In Watson, the FTC sought to state an antitrust claim by alleging that the reverse payment settlement exceeded the scope of the exclusionary potential of the patent because Solvay was “not likely to prevail” in the patent litigation against its generic competitors.5 The FTC suggested “a rule that an exclusion payment is unlawful if, viewing the situation objectively as of the time of the settlement, it is more likely than not that the patent would not have blocked generic entry earlier than the agreed-upon entry date.”6
The Eleventh Circuit rejected this approach, noting that its precedent in this arena focused on the “potential exclusionary effect of the patent, not the likely exclusionary effect.”7 Moreover, the court noted, “likely” is not the equivalent of “actually,” and that a 51 percent (more likely than not) chance of failure means that there is a 49 percent chance of success. Likening patent litigation to a game of Russian roulette, even the side that is “likely to prevail” has a strong incentive to settle because a likelihood of success is no guarantee of actual success. “That companies with conflicting claims settle drug patent litigation in these circumstances is not a violation of the antitrust laws.”8
Additionally, the Eleventh Circuit noted the practical problems inherent in the FTC’s suggested approach:
It would require an after-the-fact calculation of how “likely” a patent holder was to succeed in a settled lawsuit if it had not been settled. Predicting the future is precarious at best; retroactively predicting from a past perspective a future that never occurred is even more perilous. And it is too perilous an enterprise to serve as a basis for antitrust liability and treble damages.9
Such an approach would impose undue burdens on courts and parties by “undo[ing] much of the benefit of settling patent litigation and discourag[ing] settlements.”10 Moreover, the court noted, appellate jurisdiction over patent cases rests exclusively within the Federal Circuit, and the other non-specialized circuit courts have no expertise or experience in this area.
The Eleventh Circuit also rejected the FTC’s policy argument that allowing reverse payment settlements of patent litigation that is likely to be resolved against the patent holder presents an unacceptable risk that potential competitors will split an ongoing stream of monopoly profits even where it is more likely than not that the patent would be found invalid or not infringed. The FTC posits that the profits derived from the monopoly created by a valid patent will typically exceed the aggregate profits that would be generated in the absence of the patent with the pioneer and generics working in competition.
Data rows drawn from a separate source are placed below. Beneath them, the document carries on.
//! Matrix Factorization using Alternating Least Squares (ALS)
//!
//! Implicit-feedback ALS over an item x user interaction matrix. Every stored
//! cell is a "preference exists" signal (`p = 1`) whose confidence is the
//! stored weight itself (`c = alpha * count`); missing cells are `p = 0, c = 1`.
//! Each half-step solves,
//! per row,
//!
//! ```text
//! (YᵀY + λI + Σᵢ (cᵢ - 1) yᵢ yᵢᵀ) x = Σᵢ cᵢ yᵢ
//! ```
//!
//! with the Gram matrix `YᵀY` computed once per half-step, so a row costs
//! `O(nnz_row · k² + k³)` instead of touching every column.

use crate::matrix::{CsrView, InteractionMatrix};
use ndarray::{s, Array1, Array2, ArrayView1};
use rand::rngs::StdRng;
use rand::{Rng, SeedableRng};
use rayon::prelude::*;
use std::time::{Duration, Instant};
use tracing::{debug, info, instrument, warn};
use venue_recs_core::config::{parse_env_flag, parse_env_var, parse_optional_env_var};
use venue_recs_core::{ConfigLoader, RecommenderError, Result};

/// Floor applied to λ so every normal-equation system stays positive definite
const MIN_REGULARIZATION: f64 = 1e-6;

/// ALS configuration parameters
///
/// # Environment Variables
///
/// - `VENUE_RECS_FACTORS` (default: 50)
/// - `VENUE_RECS_ITERATIONS` (default: 100)
/// - `VENUE_RECS_REGULARIZATION` (default: 0.01)
/// - `VENUE_RECS_SEED` (default: 42)
/// - `VENUE_RECS_NUM_THREADS` (default: 1, `0` lets rayon pick)
/// - `VENUE_RECS_DEADLINE_SECS` (optional)
/// - `VENUE_RECS_TRAINING_LOSS` (default: false)
#[derive(Debug, Clone, PartialEq)]
pub struct AlsConfig {
    /// Number of latent factors (embedding dimension)
    pub factors: usize,
    /// Number of full user/item sweeps
    pub iterations: usize,
    /// Regularization parameter (lambda)
    pub regularization: f32,
    /// Seed for factor initialization
    pub seed: u64,
    /// Size of the dedicated solver thread pool
    pub num_threads: usize,
    /// Wall-clock budget, checked between iterations
    pub deadline: Option<Duration>,
    /// Compute the implicit loss after every iteration
    pub calculate_training_loss: bool,
}

impl Default for AlsConfig {
    fn default() -> Self {
        Self {
            factors: 50,
            iterations: 100,
            regularization: 0.01,
            seed: 42,
            num_threads: 1,
            deadline: None,
            calculate_training_loss: false,
        }
    }
}

impl ConfigLoader for AlsConfig {
    fn from_env() -> Result<Self> {
        let defaults = AlsConfig::default();

        let deadline = match parse_optional_env_var::<f64>("VENUE_RECS_DEADLINE_SECS")? {
            Some(secs) if secs > 0.0 => Some(Duration::try_from_secs_f64(secs).map_err(|e| {
                RecommenderError::config(
                    format!("deadline of {} seconds is not representable: {}", secs, e),
                    "VENUE_RECS_DEADLINE_SECS",
                )
            })?),
            Some(secs) => {
                return Err(RecommenderError::config(
                    format!("deadline must be a positive number of seconds, got {}", secs),
                    "VENUE_RECS_DEADLINE_SECS",
                ))
            }
            None => None,
        };

        Ok(Self {
            factors: parse_env_var("VENUE_RECS_FACTORS", defaults.factors)?,
            iterations: parse_env_var("VENUE_RECS_ITERATIONS", defaults.iterations)?,
            regularization: parse_env_var("VENUE_RECS_REGULARIZATION", defaults.regularization)?,
            seed: parse_env_var("VENUE_RECS_SEED", defaults.seed)?,
            num_threads: parse_env_var("VENUE_RECS_NUM_THREADS", defaults.num_threads)?,
            deadline,
            calculate_training_loss: parse_env_flag(
                "VENUE_RECS_TRAINING_LOSS",
                defaults.calculate_training_loss,
            )?,
        })
    }

    fn validate(&self) -> Result<()> {
        if self.factors == 0 {
            return Err(RecommenderError::config(
                "factors must be greater than 0",
                "VENUE_RECS_FACTORS",
            ));
        }

        if self.iterations == 0 {
            return Err(RecommenderError::config(
                "iterations must be greater than 0",
                "VENUE_RECS_ITERATIONS",
            ));
        }

        if !self.regularization.is_finite() || self.regularization < 0.0 {
            return Err(RecommenderError::config(
                format!(
                    "regularization must be a finite non-negative number, got {}",
                    self.regularization
                ),
                "VENUE_RECS_REGULARIZATION",
            ));
        }

        if self.deadline.is_some_and(|d| d.is_zero()) {
            return Err(RecommenderError::config(
                "deadline must be greater than 0",
                "VENUE_RECS_DEADLINE_SECS",
            ));
        }

        Ok(())
    }
}

/// Fitted latent factors for one partition
///
/// Read-only once returned from [`AlternatingLeastSquares::fit`]; retraining
/// produces a new model.
#[derive(Debug, Clone, PartialEq)]
pub struct FactorModel {
    /// Item latent factors: [num_items x factors]
    item_factors: Array2<f32>,
    /// User latent factors: [num_users x factors]
    user_factors: Array2<f32>,
    iterations_completed: usize,
    training_loss: Option<f32>,
}

impl FactorModel {
    /// Model with no users and no items, for partitions without purchases
    pub fn empty(factors: usize) -> Self {
        Self {
            item_factors: Array2::zeros((0, factors)),
            user_factors: Array2::zeros((0, factors)),
            iterations_completed: 0,
            training_loss: None,
        }
    }

    pub fn factors(&self) -> usize {
        self.item_factors.ncols()
    }

    pub fn num_items(&self) -> usize {
        self.item_factors.nrows()
    }

    pub fn num_users(&self) -> usize {
        self.user_factors.nrows()
    }

    pub fn item_factors(&self) -> &Array2<f32> {
        &self.item_factors
    }

    pub fn user_factors(&self) -> &Array2<f32> {
        &self.user_factors
    }

    pub fn user_vector(&self, user_id: usize) -> Option<ArrayView1<'_, f32>> {
        (user_id < self.num_users()).then(|| self.user_factors.row(user_id))
    }

    pub fn item_vector(&self, item_id: usize) -> Option<ArrayView1<'_, f32>> {
        (item_id < self.num_items()).then(|| self.item_factors.row(item_id))
    }

    /// Predicted preference of a user for an item
    pub fn score(&self, user_id: usize, item_id: usize) -> Option<f32> {
        Some(self.user_vector(user_id)?.dot(&self.item_vector(item_id)?))
    }

    /// Iterations actually run (fewer than requested if the deadline hit)
    pub fn iterations_completed(&self) -> usize {
        self.iterations_completed
    }

    /// Normalized implicit loss after the last iteration, when requested
    pub fn training_loss(&self) -> Option<f32> {
        self.training_loss
    }
}

/// ALS solver
#[derive(Debug, Clone)]
pub struct AlternatingLeastSquares {
    config: AlsConfig,
}

impl AlternatingLeastSquares {
    pub fn new(config: AlsConfig) -> Self {
        Self { config }
    }

    pub fn config(&self) -> &AlsConfig {
        &self.config
    }

    /// Train ALS model on an item x user matrix
    ///
    /// Runs on a dedicated pool of `num_threads` workers. Each row solve is
    /// sequential, so the factors depend on the seed only, not on the pool size.
    ///
    /// # Errors
    ///
    /// - `ConfigurationError` for invalid hyperparameters
    /// - `DimensionError` if the matrix has no rows or no columns
    /// - `SolverError` if a normal-equation system cannot be factorized
    #[instrument(
        name = "als_fit",
        skip_all,
        fields(items = matrix.n_items(), users = matrix.n_users(), nnz = matrix.nnz())
    )]
    pub fn fit(&self, matrix: &InteractionMatrix) -> Result<FactorModel> {
        self.config.validate()?;

        let (rows, cols) = matrix.shape();
        if rows == 0 || cols == 0 {
            return Err(RecommenderError::DimensionError { rows, cols });
        }

        let pool = rayon::ThreadPoolBuilder::new()
            .num_threads(self.config.num_threads)
            .thread_name(|i| format!("als-worker-{}", i))
            .build()
            .map_err(|e| {
                RecommenderError::SolverError(format!("Failed to build ALS thread pool: {}", e))
            })?;

        let k = self.config.factors;
        let lambda = f64::from(self.config.regularization).max(MIN_REGULARIZATION);

        let mut rng = StdRng::seed_from_u64(self.config.seed);
        let mut item_factors = random_factors(&mut rng, rows, k);
        let mut user_factors = random_factors(&mut rng, cols, k);

        let started = Instant::now();
        let mut completed = 0;
        let mut loss = None;

        for iteration in 0..self.config.iterations {
            item_factors = pool.install(|| solve_side(matrix.by_item(), &user_factors, lambda))?;
            user_factors = pool.install(|| solve_side(matrix.by_user(), &item_factors, lambda))?;
            completed = iteration + 1;

            if self.config.calculate_training_loss {
                let value = training_loss(matrix.by_user(), &user_factors, &item_factors, lambda);
                debug!(iteration, loss = value, "ALS iteration");
                loss = Some(value);
            } else {
                debug!(iteration, "ALS iteration");
            }

            if let Some(deadline) = self.config.deadline {
                if completed < self.config.iterations && started.elapsed() >= deadline {
                    warn!(
                        completed,
                        requested = self.config.iterations,
                        elapsed_ms = started.elapsed().as_millis() as u64,
                        "ALS deadline reached, stopping early"
                    );
                    break;
                }
            }
        }

        info!(
            iterations = completed,
            elapsed_ms = started.elapsed().as_millis() as u64,
            "ALS fit complete"
        );

        Ok(FactorModel {
            item_factors,
            user_factors,
            iterations_completed: completed,
            training_loss: loss,
        })
    }
}

fn random_factors(rng: &mut StdRng, n: usize, k: usize) -> Array2<f32> {
    Array2::from_shape_fn((n, k), |_| rng.gen_range(-0.1f32..0.1))
}

fn gramian(factors: &Array2<f32>) -> Array2<f64> {
    let y = factors.mapv(f64::from);
    y.t().dot(&y)
}

/// Solve every row of `rows` against the fixed factors of the other side
fn solve_side(rows: CsrView<'_>, other: &Array2<f32>, lambda: f64) -> Result<Array2<f32>> {
    let k = other.ncols();
    let gram = gramian(other);

    let solved = (0..rows.n_rows())
        .into_par_iter()
        .map(|row| {
            let (cols, weights) = rows.row(row);
            solve_row(cols, weights, other, &gram, lambda)
        })
        .collect::<Result<Vec<_>>>()?;

    let mut out = Array2::<f32>::zeros((rows.n_rows(), k));
    for (mut target, x) in out.outer_iter_mut().zip(solved) {
        target.assign(&x);
    }
    Ok(out)
}

fn solve_row(
    cols: &[usize],
    weights: &[f32],
    other: &Array2<f32>,
    gram: &Array2<f64>,
    lambda: f64,
) -> Result<Array1<f32>> {
    let k = gram.nrows();
    if cols.is_empty() {
        return Ok(Array1::zeros(k));
    }

    let mut a = gram.clone();
    a.diag_mut().mapv_inplace(|v| v + lambda);
    let mut b = Array1::<f64>::zeros(k);

    for (&col, &weight) in cols.iter().zip(weights) {
        let y = other.row(col).mapv(f64::from);
        let confidence = f64::from(weight);

        // b += c * y, A += (c - 1) * y yᵀ
        b.scaled_add(confidence, &y);
        for (p, &yp) in y.iter().enumerate() {
            a.row_mut(p).scaled_add((confidence - 1.0) * yp, &y);
        }
    }

    let x = cholesky_solve(&a, &b)?;
    Ok(x.mapv(|v| v as f32))
}

/// Solve `A x = b` for symmetric positive-definite `A` via `A = L Lᵀ`
fn cholesky_solve(a: &Array2<f64>, b: &Array1<f64>) -> Result<Array1<f64>> {
    let n = a.nrows();
    let mut l = Array2::<f64>::zeros((n, n));

    for i in 0..n {
        for j in 0..=i {
            let partial = l.slice(s![i, ..j]).dot(&l.slice(s![j, ..j]));
            if i == j {
                let diag = a[[i, i]] - partial;
                if !diag.is_finite() || diag <= 0.0 {
                    return Err(RecommenderError::SolverError(format!(
                        "normal equations not positive definite at pivot {}",
                        i
                    )));
                }
                l[[i, i]] = diag.sqrt();
            } else {
                let value = (a[[i, j]] - partial) / l[[j, j]];
                l[[i, j]] = value;
            }
        }
    }

    // L y = b
    let mut y = Array1::<f64>::zeros(n);
    for i in 0..n {
        let value = (b[i] - l.slice(s![i, ..i]).dot(&y.slice(s![..i]))) / l[[i, i]];
        y[i] = value;
    }

    // Lᵀ x = y
    let mut x = Array1::<f64>::zeros(n);
    for i in (0..n).rev() {
        let value = (y[i] - l.slice(s![i + 1.., i]).dot(&x.slice(s![i + 1..]))) / l[[i, i]];
        x[i] = value;
    }

    Ok(x)
}

/// Implicit-feedback loss normalized by total confidence
fn training_loss(
    by_user: CsrView<'_>,
    user_factors: &Array2<f32>,
    item_factors: &Array2<f32>,
    lambda: f64,
) -> f32 {
    let gram = gramian(item_factors);
    let mut loss = 0.0f64;
    let mut total_confidence = 0.0f64;
    let mut nnz = 0usize;

    for user in 0..by_user.n_rows() {
        let x = user_factors.row(user).mapv(f64::from);

        // every cell as p = 0, c = 1, then corrected for stored cells
        loss += x.dot(&gram.dot(&x));

        let (items, weights) = by_user.row(user);
        for (&item, &weight) in items.iter().zip(weights) {
            let score = x.dot(&item_factors.row(item).mapv(f64::from));
            let confidence = f64::from(weight);
            loss += confidence * (1.0 - score).powi(2) - score.powi(2);
            total_confidence += confidence;
            nnz += 1;
        }

        loss += lambda * x.dot(&x);
    }

    loss += lambda
        * item_factors
            .iter()
            .map(|&v| f64::from(v).powi(2))
            .sum::<f64>();

    let cells = (user_factors.nrows() * item_factors.nrows()) as f64;
    let denominator = total_confidence + cells - nnz as f64;
    if denominator > 0.0 {
        (loss / denominator) as f32
    } else {
        0.0
    }
}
The FTC alleges that this creates an economic situation where patent challengers can make more money by settling the patent litigation in exchange for a share of the monopoly profits than they can make by winning the patent litigation and engaging in competition.11 However, the Eleventh Circuit rejected this policy argument, noting that there are many potential competitors who can step in to challenge the patent after the settlement. “Although a patent holder may be able to escape the jaws of competition by sharing monopoly profits with the first one or two generic challengers, those profits will be eaten away as more and more generic companies enter the waters.” 12
In closing, the court emphasized:
[W]hat the FTC proposes is that we attempt to decide how some other court in some other case at some other time was likely to have resolved some other claim if it had been pursued to judgment. If we did that we would be deciding a patent case within an antitrust case about the settlement of the patent case, a turducken task.13
Therefore, the Eleventh Circuit, relying on its existing precedent in this arena, rejected the FTC’s attempt to impose antitrust liability on reverse payment settlements in patent litigation absent an allegation that the exclusionary rights granted by the agreement exceed the scope of the exclusionary potential of the patent.